Ce jeune homme avait déjà accompagné son père sur un baleinier dans les mers du sud, et ne cessait d’enflammer l’imagination d’Arthur Pym par le narré de sa campagne maritime.
C’est donc de cette intimité des deux jeunes gens que seraient nés l’irrésistible vocation d’Arthur Pym pour les voyages aventureux, et cet instinct qui l’attirait plus spécialement vers les hautes zones de l’Antarctide.

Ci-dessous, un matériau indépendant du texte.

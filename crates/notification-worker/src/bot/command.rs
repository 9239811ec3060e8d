//! 聊天命令解析

use crate::model::Category;

/// 机器人支持的聊天命令
#[derive(Debug, Clone, PartialEq, Eq)]
pub enum BotCommand {
    Start,
    Help,
    Status,
    System,
    /// 参数缺失或分类无法识别时为 None
    Subscribe(Option<Category>),
    Unsubscribe(Option<Category>),
    Subscriptions,
    Test,
    Unknown(String),
}

impl BotCommand {
    /// 解析一条消息；不以 `/` 开头的普通消息返回 None
    ///
    /// 群聊中的 `/cmd@bot_name` 形式会去掉 `@` 后缀，命令名不区分大小写。
    pub fn parse(text: &str) -> Option<Self> {
        let text = text.trim();
        let rest = text.strip_prefix('/')?;

        let mut parts = rest.split_whitespace();
        let head = parts.next().unwrap_or_default();
        let name = head
            .split_once('@')
            .map_or(head, |(name, _)| name)
            .to_ascii_lowercase();
        let argument = parts.next();

        let command = match name.as_str() {
            "start" => Self::Start,
            "help" => Self::Help,
            "status" => Self::Status,
            "system" => Self::System,
            "subscribe" => Self::Subscribe(argument.and_then(parse_category)),
            "unsubscribe" => Self::Unsubscribe(argument.and_then(parse_category)),
            "subscriptions" => Self::Subscriptions,
            "test" => Self::Test,
            _ => Self::Unknown(text.to_string()),
        };
        Some(command)
    }

    /// 指标标签
    pub fn name(&self) -> &'static str {
        match self {
            Self::Start => "start",
            Self::Help => "help",
            Self::Status => "status",
            Self::System => "system",
            Self::Subscribe(_) => "subscribe",
            Self::Unsubscribe(_) => "unsubscribe",
            Self::Subscriptions => "subscriptions",
            Self::Test => "test",
            Self::Unknown(_) => "unknown",
        }
    }
}

/// 聊天中同时接受单复数写法，如 `errors`、`events`
fn parse_category(argument: &str) -> Option<Category> {
    let argument = argument.to_ascii_lowercase();
    argument
        .parse()
        .ok()
        .or_else(|| argument.strip_suffix('s')?.parse().ok())
}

La première équipée d’Auguste Barnard et d’Arthur Pym, ce fut une excursion à bord d’un petit sloop, l’Ariel, canot à demi ponté, qui appartenait à la famille du dernier. Un soir, tous deux très gris, par un temps assez froid du mois d’octobre, ils s’embarquèrent furtivement, hissèrent le foc, la grande voile, et, portant plein, s’élancèrent vers le large, avec une brise fraîche du sud-ouest.
Survint une violente tempête, alors qu’aidé du jusant, l’Ariel avait déjà perdu la terre de vue. Les deux imprudents étaient toujours ivres. Personne à la barre, pas un ris dans la toile. Aussi, sous le coup de furieuses rafales, la mâture du canot fut-elle emportée. Puis, un peu plus tard, apparut un grand navire qui passa sur l’Ariel, comme l’Ariel aurait passé sur une plume flottante.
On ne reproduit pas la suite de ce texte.